- Directed by: Mounia Akl Cyril Aris
- Written by: Mounia Akl Cyril Aris
- Starring: Kyle Stephens Cyril Aris Mounia Akl Karl Noujeim Diane Mehanna Panos Aprahamian
- Cinematography: Kyle Stephens
- Music by: Mashrou' Leila Paul Tyan Walid Haddad
- Production company: Orange Dog Productions
- Release date: 24 July 2010;
- Running time: 21 minutes
- Country: Lebanon
- Languages: Arabic English

= Cheers, to Those Who Stay =

Lebanese 2010 short film

Cheers, to Those Who Stay is a 2010 Lebanese short film by Cyril Aris and Mounia Akl.

==Synopsis==
Cheers, to Those Who Stay revolves around Kyle, a Lebanese expatriate living in Detroit and studying filmmaking there. Kyle returns to Lebanon to deal with what he describes as a director's block and to get film material for his project.
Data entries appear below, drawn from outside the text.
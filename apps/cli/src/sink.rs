use std::{
    path::{Path, PathBuf},
    time::{Duration, Instant},
};

use async_trait::async_trait;
use base64::{Engine, engine::general_purpose::STANDARD as base64_engine};
use console::{Term, style};
use indicatif::{ProgressBar, ProgressStyle};
use tokio::fs;

use framenotes_core::{
    Frame, NoteLine, NotesEntry, NotesImage, NotesSink, Result, RunReport, RunStage,
    format_notes_markdown,
};

pub fn format_duration(d: Duration) -> String {
    let secs = d.as_secs_f64();
    if secs < 60.0 {
        format!("{:.1}s", secs)
    } else {
        format!("{:.0}m {:.0}s", (secs / 60.0).floor(), secs % 60.0)
    }
}

pub fn create_spinner(msg: &str) -> ProgressBar {
    let pb = ProgressBar::new_spinner();
    pb.set_style(
        ProgressStyle::default_spinner()
            .tick_chars("⠁⠂⠄⡀⢀⠠⠐⠈ ")
            .template("{spinner:.cyan} {msg}")
            .expect("valid spinner template"),
    );
    pb.set_message(msg.to_string());
    pb.enable_steady_tick(Duration::from_millis(80));
    pb
}

/// How frames are drawn in the terminal.
#[derive(Debug, Clone, Copy, PartialEq, Eq)]
pub enum ImageProtocol {
    /// iTerm2 inline images (`OSC 1337;File=`), also understood by WezTerm and VS Code
    Iterm2,
    /// Caption and size only
    Caption,
}

impl ImageProtocol {
    pub fn detect() -> Self {
        if !Term::stdout().is_term() {
            return Self::Caption;
        }
        Self::from_env(|var| std::env::var(var).ok())
    }

    pub fn from_env(lookup: impl Fn(&str) -> Option<String>) -> Self {
        let program = lookup("TERM_PROGRAM").unwrap_or_default();
        let lc_terminal = lookup("LC_TERMINAL").unwrap_or_default();
        if matches!(program.as_str(), "iTerm.app" | "WezTerm" | "vscode") || lc_terminal == "iTerm2"
        {
            Self::Iterm2
        } else {
            Self::Caption
        }
    }
}

/// iTerm2 inline image escape sequence carrying `bytes`.
pub fn inline_image(name: &str, bytes: &[u8]) -> String {
    format!(
        "\x1b]1337;File=name={};size={};width=50%;preserveAspectRatio=1;inline=1:{}\x07",
        base64_engine.encode(name),
        bytes.len(),
        base64_engine.encode(bytes)
    )
}

/// Copies shown frames into a directory and writes `notes.md` next to them.
pub struct Exporter {
    dir: PathBuf,
    entries: Vec<NotesEntry>,
}

impl Exporter {
    pub async fn create(dir: PathBuf) -> Result<Self> {
        fs::create_dir_all(&dir).await?;
        Ok(Self {
            dir,
            entries: Vec::new(),
        })
    }

    pub async fn add(&mut self, line: &NoteLine) -> Result<()> {
        let image = match &line.frame {
            Some(frame) => {
                let file_name = frame.timestamp.frame_file_name();
                fs::copy(&frame.path, self.dir.join(&file_name)).await?;
                Some(NotesImage {
                    file_name,
                    caption: frame.caption(),
                })
            }
            None => None,
        };

        self.entries.push(NotesEntry {
            text: line.text.clone(),
            image,
        });
        Ok(())
    }

    pub async fn finish(self, report: &RunReport, source_url: &str) -> Result<PathBuf> {
        let path = self.dir.join("notes.md");
        let markdown = format_notes_markdown(report, source_url, &self.entries);
        fs::write(&path, markdown).await?;
        Ok(path)
    }
}

/// Spinner per stage, then the notes printed line by line.
pub struct TerminalSink {
    provider_name: &'static str,
    images: ImageProtocol,
    spinner: Option<ProgressBar>,
    stage_started: Instant,
    exporter: Option<Exporter>,
}

impl TerminalSink {
    pub fn new(
        provider_name: &'static str,
        images: ImageProtocol,
        exporter: Option<Exporter>,
    ) -> Self {
        Self {
            provider_name,
            images,
            spinner: None,
            stage_started: Instant::now(),
            exporter,
        }
    }

    pub fn take_exporter(&mut self) -> Option<Exporter> {
        self.exporter.take()
    }

    fn finish_spinner(&mut self, ok: bool) {
        let Some(spinner) = self.spinner.take() else {
            return;
        };
        let elapsed = style(format!("[{}]", format_duration(self.stage_started.elapsed()))).dim();
        let msg = spinner.message();
        if ok {
            spinner.finish_with_message(format!(
                "{} {} {}",
                style("✓").green().bold(),
                msg.trim_end_matches("..."),
                elapsed
            ));
        } else {
            spinner.abandon_with_message(format!(
                "{} {} {}",
                style("✗").red().bold(),
                msg.trim_end_matches("..."),
                elapsed
            ));
        }
    }

    /// Read the frame while it still exists and render it for the terminal.
    async fn frame_block(&self, frame: &Frame) -> Result<String> {
        let bytes = fs::read(&frame.path).await?;
        let caption = format!(
            "{} {} {}",
            style("▣").cyan(),
            style(frame.caption()).cyan(),
            style(format!("({} KB)", (bytes.len() as u64).div_ceil(1024))).dim()
        );

        Ok(match self.images {
            ImageProtocol::Iterm2 => format!(
                "{}\n{}",
                inline_image(&frame.timestamp.frame_file_name(), &bytes),
                caption
            ),
            ImageProtocol::Caption => caption,
        })
    }

    fn start_spinner(&mut self, msg: &str) {
        self.stage_started = Instant::now();
        self.spinner = Some(create_spinner(msg));
    }
}

#[async_trait]
impl NotesSink for TerminalSink {
    fn on_stage(&mut self, stage: RunStage) {
        match stage {
            RunStage::Idle => {}
            RunStage::FetchingTranscript => self.start_spinner("Fetching transcript..."),
            RunStage::Summarizing => {
                self.finish_spinner(true);
                let msg = format!("Summarizing with {}...", self.provider_name);
                self.start_spinner(&msg);
            }
            RunStage::DownloadingVideo => {
                self.finish_spinner(true);
                self.start_spinner("Downloading video...");
            }
            RunStage::EmittingFrames => {
                self.finish_spinner(true);
                println!("{}", style("─".repeat(60)).dim());
            }
            RunStage::Cleanup | RunStage::Done => self.finish_spinner(true),
            RunStage::Failed => self.finish_spinner(false),
        }
    }

    async fn show(&mut self, line: &NoteLine) -> Result<()> {
        if let Some(frame) = &line.frame {
            println!("{}", self.frame_block(frame).await?);
        }
        println!("{}", line.text);

        if let Some(exporter) = self.exporter.as_mut() {
            exporter.add(line).await?;
        }
        Ok(())
    }
}

pub fn print_header(url: &str, thumbnail: Option<&str>) {
    println!(
        "\n{}  {}\n",
        style("framenotes").cyan().bold(),
        style("Video Notes").dim()
    );
    println!("{} {}", style("Video:").dim(), url);
    if let Some(thumbnail) = thumbnail {
        println!("{} {}", style("Thumbnail:").dim(), style(thumbnail).cyan());
    }
    println!("{}", style("─".repeat(60)).dim());
}

pub fn print_saved(path: &Path) {
    println!("\n{} {}\n", style("Saved:").dim(), style(path.display()).cyan());
}

#[cfg(test)]
mod tests {
    use framenotes_core::Timestamp;

    use super::*;

    #[test]
    fn durations_switch_to_minutes() {
        assert_eq!(format_duration(Duration::from_millis(1500)), "1.5s");
        assert_eq!(format_duration(Duration::from_secs(125)), "2m 5s");
    }

    #[test]
    fn inline_images_only_on_capable_terminals() {
        let env = |pairs: &'static [(&'static str, &'static str)]| {
            move |var: &str| {
                pairs
                    .iter()
                    .find(|(k, _)| *k == var)
                    .map(|(_, v)| v.to_string())
            }
        };

        assert_eq!(
            ImageProtocol::from_env(env(&[("TERM_PROGRAM", "iTerm.app")])),
            ImageProtocol::Iterm2
        );
        assert_eq!(
            ImageProtocol::from_env(env(&[("LC_TERMINAL", "iTerm2")])),
            ImageProtocol::Iterm2
        );
        assert_eq!(
            ImageProtocol::from_env(env(&[("TERM_PROGRAM", "Apple_Terminal")])),
            ImageProtocol::Caption
        );
        assert_eq!(ImageProtocol::from_env(env(&[])), ImageProtocol::Caption);
    }

    #[tokio::test]
    async fn frame_is_rendered_from_its_bytes_before_deletion() {
        let dir = tempfile::tempdir().unwrap();
        let path = dir.path().join("frame_1_30.jpg");
        std::fs::write(&path, b"\xff\xd8jpeg bytes").unwrap();
        let frame = Frame {
            timestamp: Timestamp::new(1, 30),
            path: path.clone(),
        };

        let sink = TerminalSink::new("Gemini", ImageProtocol::Iterm2, None);
        let block = sink.frame_block(&frame).await.unwrap();
        std::fs::remove_file(&path).unwrap();

        assert!(block.contains("\x1b]1337;File="));
        assert!(block.contains(&base64_engine.encode(b"\xff\xd8jpeg bytes")));
        assert!(block.contains("Key concept at [1:30]"));

        let plain = TerminalSink::new("Gemini", ImageProtocol::Caption, None);
        assert!(plain.frame_block(&frame).await.is_err());
    }

    #[tokio::test]
    async fn caption_fallback_has_no_escape_sequence() {
        let dir = tempfile::tempdir().unwrap();
        let path = dir.path().join("frame_0_10.jpg");
        std::fs::write(&path, vec![0u8; 2048]).unwrap();
        let frame = Frame {
            timestamp: Timestamp::new(0, 10),
            path,
        };

        let sink = TerminalSink::new("Gemini", ImageProtocol::Caption, None);
        let block = sink.frame_block(&frame).await.unwrap();

        assert!(!block.contains("1337"));
        assert!(block.contains("Key concept at [0:10]"));
        assert!(block.contains("(2 KB)"));
    }

    #[tokio::test]
    async fn exporter_copies_frames_and_writes_markdown() {
        let dir = tempfile::tempdir().unwrap();
        let frame_path = dir.path().join("tmp_frame.jpg");
        std::fs::write(&frame_path, b"jpeg").unwrap();

        let mut exporter = Exporter::create(dir.path().join("out")).await.unwrap();
        exporter
            .add(&NoteLine {
                index: 0,
                text: "- Concept [1:30]".into(),
                frame: Some(Frame {
                    timestamp: Timestamp::new(1, 30),
                    path: frame_path.clone(),
                }),
            })
            .await
            .unwrap();
        exporter
            .add(&NoteLine {
                index: 1,
                text: "- Plain".into(),
                frame: None,
            })
            .await
            .unwrap();

        let report = RunReport {
            video_id: "abc123".into(),
            title: None,
            summary: String::new(),
            lines: 2,
            frames_shown: 1,
            frames_missing: 0,
        };
        let notes = exporter
            .finish(&report, "https://youtu.be/abc123")
            .await
            .unwrap();

        let markdown = std::fs::read_to_string(&notes).unwrap();
        assert!(markdown.contains("![Key concept at [1:30]](frame_1_30.jpg)"));
        assert!(markdown.contains("- Plain"));
        assert_eq!(
            std::fs::read(dir.path().join("out").join("frame_1_30.jpg")).unwrap(),
            b"jpeg"
        );
    }
}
Kyle stays at his cousins flat where he meets his relatives: Omar a wannabe actor who is stuck in a clerical job; Maissa a controlling character who is always right; Alex a lazy bone and speedster; Joana the underdog obsessed with cleanliness and Ziad the hopeless romantic. Through his cousins Kyle experiences Lebanese everyday people, their problems, joie de vivre and complaints about the life in Beirut.

==Cast==
- Kyle Stephens as Kyle
- Cyril Aris as Omar
- Mounia Akl as Maissa
- Karl Noujeim as Alex
- Panos Aprahamian as Ziad
- Diane Mehanna as Joana

==Awards==
- Los Angeles Film Festival of Hollywood Award of Merit fall 2010.
- Los Angeles Movie Awards Honorable mention 2010.